Look through the entries below and count the lines that contain "width". Reply with that number only.

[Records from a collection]
□ □ □

//! Progress reporting for an ongoing game.
//!
//! Purely advisory: nothing here feeds back into the stopping policy.

use serde::{Deserialize, Serialize};

/// Shown once the first answer is in, so the bar is never empty mid-game
pub const MIN_PROGRESS: f64 = 0.05;
/// Reserved for the final guess
pub const MAX_PROGRESS: f64 = 0.95;

/// Fraction of the catalog eliminated so far, clamped for display
pub fn progress(total: usize, remaining: usize, answered: usize) -> f64 {
    if total == 0 {
        return 0.0;
    }
    let narrowed = total.saturating_sub(remaining) as f64 / total as f64;
    let floored = if answered > 0 {
        narrowed.max(MIN_PROGRESS)
    } else {
        narrowed
    };
    floored.min(MAX_PROGRESS)
}

/// Progress snapshot attached to every question
#[derive(Debug, Clone, PartialEq, Serialize, Deserialize)]
pub struct TurnProgress {
    /// 1-based number of the question being asked
    pub question_number: usize,
    pub max_questions: usize,
    pub remaining: usize,
    pub total: usize,
    /// 0.0 - 0.95
    pub fraction: f64,
}

impl TurnProgress {
    pub fn new(answered: usize, max_questions: usize, remaining: usize, total: usize) -> Self {
        Self {
            question_number: answered + 1,
            max_questions,
            remaining,
            total,
            fraction: progress(total, remaining, answered),
        }
    }

    pub fn percent(&self) -> u8 {
        (self.fraction * 100.0).round() as u8
    }

    /// Text bar of `width` cells, e.g. `[#####-----]`
    pub fn bar(&self, width: usize) -> String {
        let filled = ((self.fraction * width as f64).round() as usize).min(width);
        format!("[{}{}]", "#".repeat(filled), "-".repeat(width - filled))
    }
}

#[cfg(test)]
mod tests {
    use super::*;
    use approx::assert_relative_eq;

    #[test]
    fn test_progress_start_is_zero() {
        assert_relative_eq!(progress(100, 100, 0), 0.0);
    }

    #[test]
    fn test_progress_floor_after_first_answer() {
        assert_relative_eq!(progress(100, 99, 1), 0.05);
        assert_relative_eq!(progress(100, 100, 1), 0.05);
    }

    #[test]
    fn test_progress_cap() {
        assert_relative_eq!(progress(100, 1, 6), 0.95);
        assert_relative_eq!(progress(100, 0, 6), 0.95);
    }

    #[test]
    fn test_progress_middle() {
        assert_relative_eq!(progress(100, 40, 3), 0.6);
    }

    #[test]
    fn test_progress_empty_catalog() {
        assert_relative_eq!(progress(0, 0, 3), 0.0);
    }

    #[test]
    fn test_turn_progress_bar() {
        let p = TurnProgress::new(2, 10, 50, 100);
        assert_eq!(p.question_number, 3);
        assert_eq!(p.percent(), 50);
        assert_eq!(p.bar(10), "[#####-----]");
    }
}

□ □ □

# Result of this task
4